The doorway held little safety, not the best place to stand if you had no intention of protecting yourself. And she didn’t.

He had been tempted, a few times now, to reach over and shove her out of the way of the danger. But the obstacles were ignoring her, just as he did.
So he let her be.

He came out, hard and fast, volleying an assortment of sharp metallic objects his way, faster almost than one of her lightening bolts.
He dodged some, reflected others and brushed away the pain of the rest.

This was probably as close to Magneto as Charles would allow him, not that he would be stopped when the time came.

She was watching with as hard a stare as he was hitting. Her patience outstretched most of her teammates, including his own, by a mile, so she would stay here for as long as he played about with his obsession.

It was the first time any of them had seen this, the others were too wary of him when he held this mood, or more so rage, about him. Right now she was counting on the respect he held for her and it seemed to be in play at the time. He had let her stay at the price of her own safety and that suited her just fine.

The atmosphere was growing to a near metaphoric fog of tension, anger and edginess. It was partly down to her, the powers she possessed coming into their own.

But also there was a kind of six sense of his that told him maybe he should stop. It gave him a more rebellious cause to carry on. By now he of all people should have know to trust his own instincts.

The danger room finally seemed to acknowledge the second presence occupying it, and, as it had been programmed to do, began its run on the other one. Something both he and she seemed to have forgotten about. They had been too busy in their atmospheric war to remember.

She had been idly leaning against the back wall of the room, her left shoulder slightly numb from the time that she had patiently spent on it.

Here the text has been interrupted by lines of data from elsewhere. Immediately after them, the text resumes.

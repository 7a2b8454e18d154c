//! Navigation split across logical submodules.

mod route;
mod router;

pub use route::{Query, RouteRequest};
pub use router::{
    DestinationFactory, NavEntry, NavOutcome, NavigationContext, Navigator, Presentation,
    RouteTable, Router,
};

She went to shift her weight when a stamped of sharp metallic objects came her way, all with a greedy lust to bury their way into her skin.

Most only managed to reach where her left shoulder had been seconds before, but a good number of them found what they had desired and bit into her left arm.

The tension finally reached its limit as a wave of sparks and electricity danced their way around the vast room, snapping until the thick heavy atmosphere was gone. Her way of answering to the pain.

His was to snarl at the computer as if it had been the machines fault for what had happened and then watch with darting blue eyes as everything disappeared.

He went across the room and stood above her, his shadow casting across her crouched body.
She pulled at the blades like a child at a splinter before he leant down and stopped her.

“Wont do you any good darlin’, better takin’ it to the medical room.”

One set of blue eyes met another, engaged in silent conversation. Hers shifted to white as she felt pain both physically and mentally and his donned a look of respect, that mutual respect that both held for each other.

“Will you stop now?”

He nodded, helping her up.

Yes he would stop for now, but begged a silent mercy for forgiveness when the time really did come and she tried to stop him.